> AIM OF THE EXERCISE: Down to the last line, reproduce the records exactly.

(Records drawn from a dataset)
--------------------

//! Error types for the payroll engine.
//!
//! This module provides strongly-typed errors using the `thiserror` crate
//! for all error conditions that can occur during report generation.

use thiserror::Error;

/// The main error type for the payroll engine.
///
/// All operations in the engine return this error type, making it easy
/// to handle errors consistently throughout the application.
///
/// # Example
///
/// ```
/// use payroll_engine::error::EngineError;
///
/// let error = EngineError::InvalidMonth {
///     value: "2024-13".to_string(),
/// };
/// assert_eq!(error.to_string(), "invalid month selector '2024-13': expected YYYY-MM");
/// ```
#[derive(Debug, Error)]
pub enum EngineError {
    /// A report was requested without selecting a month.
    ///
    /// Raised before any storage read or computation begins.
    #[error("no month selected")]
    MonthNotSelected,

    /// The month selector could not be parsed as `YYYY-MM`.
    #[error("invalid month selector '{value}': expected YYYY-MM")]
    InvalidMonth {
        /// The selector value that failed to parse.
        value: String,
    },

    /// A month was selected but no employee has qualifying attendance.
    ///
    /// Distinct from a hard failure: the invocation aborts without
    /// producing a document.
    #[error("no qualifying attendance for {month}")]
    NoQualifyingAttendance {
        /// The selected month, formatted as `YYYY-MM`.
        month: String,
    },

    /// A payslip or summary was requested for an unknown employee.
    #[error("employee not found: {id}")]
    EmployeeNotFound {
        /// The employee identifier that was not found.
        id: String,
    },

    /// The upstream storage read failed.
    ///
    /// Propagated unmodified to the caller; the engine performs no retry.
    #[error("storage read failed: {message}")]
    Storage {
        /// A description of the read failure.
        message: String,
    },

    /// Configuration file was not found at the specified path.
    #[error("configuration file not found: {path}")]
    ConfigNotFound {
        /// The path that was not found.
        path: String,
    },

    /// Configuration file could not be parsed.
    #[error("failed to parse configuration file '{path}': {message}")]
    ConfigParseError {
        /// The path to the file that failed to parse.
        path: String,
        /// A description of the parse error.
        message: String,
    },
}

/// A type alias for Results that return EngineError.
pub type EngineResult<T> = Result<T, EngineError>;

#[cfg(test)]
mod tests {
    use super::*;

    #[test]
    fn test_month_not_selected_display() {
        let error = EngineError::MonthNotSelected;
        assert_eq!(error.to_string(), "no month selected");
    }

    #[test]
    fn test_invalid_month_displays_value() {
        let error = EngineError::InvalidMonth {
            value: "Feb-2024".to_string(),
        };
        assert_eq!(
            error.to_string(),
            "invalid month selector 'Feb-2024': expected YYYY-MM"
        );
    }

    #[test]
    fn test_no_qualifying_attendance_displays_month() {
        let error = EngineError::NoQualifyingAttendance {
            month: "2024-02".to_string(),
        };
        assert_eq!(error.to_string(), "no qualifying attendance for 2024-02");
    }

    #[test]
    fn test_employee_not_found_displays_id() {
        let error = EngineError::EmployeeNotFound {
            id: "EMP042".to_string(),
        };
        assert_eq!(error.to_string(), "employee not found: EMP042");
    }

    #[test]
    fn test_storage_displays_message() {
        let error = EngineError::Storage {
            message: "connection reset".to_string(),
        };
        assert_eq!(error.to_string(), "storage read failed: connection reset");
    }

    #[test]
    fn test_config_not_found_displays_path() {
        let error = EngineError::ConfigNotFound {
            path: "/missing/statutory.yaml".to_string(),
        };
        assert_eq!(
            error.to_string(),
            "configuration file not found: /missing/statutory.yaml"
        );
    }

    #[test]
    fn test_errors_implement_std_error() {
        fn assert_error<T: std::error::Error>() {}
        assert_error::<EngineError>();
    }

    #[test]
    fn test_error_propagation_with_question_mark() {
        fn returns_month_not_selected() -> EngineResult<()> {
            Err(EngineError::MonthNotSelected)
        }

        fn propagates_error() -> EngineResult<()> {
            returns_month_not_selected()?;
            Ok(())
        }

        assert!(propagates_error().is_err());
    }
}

--------------------

> TASK RESPONSE:
//! Error types for the payroll engine.
//!
//! This module provides strongly-typed errors using the `thiserror` crate
//! for all error conditions that can occur during report generation.

use thiserror::Error;

/// The main error type for the payroll engine.
///
/// All operations in the engine return this error type, making it easy
/// to handle errors consistently throughout the application.
///
/// # Example
///
/// ```
/// use payroll_engine::error::EngineError;
///
/// let error = EngineError::InvalidMonth {
///     value: "2024-13".to_string(),
/// };
/// assert_eq!(error.to_string(), "invalid month selector '2024-13': expected YYYY-MM");
/// ```
#[derive(Debug, Error)]
pub enum EngineError {
    /// A report was requested without selecting a month.
    ///
    /// Raised before any storage read or computation begins.
    #[error("no month selected")]
    MonthNotSelected,

    /// The month selector could not be parsed as `YYYY-MM`.
    #[error("invalid month selector '{value}': expected YYYY-MM")]
    InvalidMonth {
        /// The selector value that failed to parse.
        value: String,
    },

    /// A month was selected but no employee has qualifying attendance.
    ///
    /// Distinct from a hard failure: the invocation aborts without
    /// producing a document.
    #[error("no qualifying attendance for {month}")]
    NoQualifyingAttendance {
        /// The selected month, formatted as `YYYY-MM`.
        month: String,
    },

    /// A payslip or summary was requested for an unknown employee.
    #[error("employee not found: {id}")]
    EmployeeNotFound {
        /// The employee identifier that was not found.
        id: String,
    },

    /// The upstream storage read failed.
    ///
    /// Propagated unmodified to the caller; the engine performs no retry.
    #[error("storage read failed: {message}")]
    Storage {
        /// A description of the read failure.
        message: String,
    },

    /// Configuration file was not found at the specified path.
    #[error("configuration file not found: {path}")]
    ConfigNotFound {
        /// The path that was not found.
        path: String,
    },

    /// Configuration file could not be parsed.
    #[error("failed to parse configuration file '{path}': {message}")]
    ConfigParseError {
        /// The path to the file that failed to parse.
        path: String,
        /// A description of the parse error.
        message: String,
    },
}

/// A type alias for Results that return EngineError.
pub type EngineResult<T> = Result<T, EngineError>;

#[cfg(test)]
mod tests {
    use super::*;

    #[test]
    fn test_month_not_selected_display() {
        let error = EngineError::MonthNotSelected;
        assert_eq!(error.to_string(), "no month selected");
    }

    #[test]
    fn test_invalid_month_displays_value() {
        let error = EngineError::InvalidMonth {
            value: "Feb-2024".to_string(),
        };
        assert_eq!(
            error.to_string(),
            "invalid month selector 'Feb-2024': expected YYYY-MM"
        );
    }

    #[test]
    fn test_no_qualifying_attendance_displays_month() {
        let error = EngineError::NoQualifyingAttendance {
            month: "2024-02".to_string(),
        };
        assert_eq!(error.to_string(), "no qualifying attendance for 2024-02");
    }

    #[test]
    fn test_employee_not_found_displays_id() {
        let error = EngineError::EmployeeNotFound {
            id: "EMP042".to_string(),
        };
        assert_eq!(error.to_string(), "employee not found: EMP042");
    }

    #[test]
    fn test_storage_displays_message() {
        let error = EngineError::Storage {
            message: "connection reset".to_string(),
        };
        assert_eq!(error.to_string(), "storage read failed: connection reset");
    }

    #[test]
    fn test_config_not_found_displays_path() {
        let error = EngineError::ConfigNotFound {
            path: "/missing/statutory.yaml".to_string(),
        };
        assert_eq!(
            error.to_string(),
            "configuration file not found: /missing/statutory.yaml"
        );
    }

    #[test]
    fn test_errors_implement_std_error() {
        fn assert_error<T: std::error::Error>() {}
        assert_error::<EngineError>();
    }

    #[test]
    fn test_error_propagation_with_question_mark() {
        fn returns_month_not_selected() -> EngineResult<()> {
            Err(EngineError::MonthNotSelected)
        }

        fn propagates_error() -> EngineResult<()> {
            returns_month_not_selected()?;
            Ok(())
        }

        assert!(propagates_error().is_err());
    }
}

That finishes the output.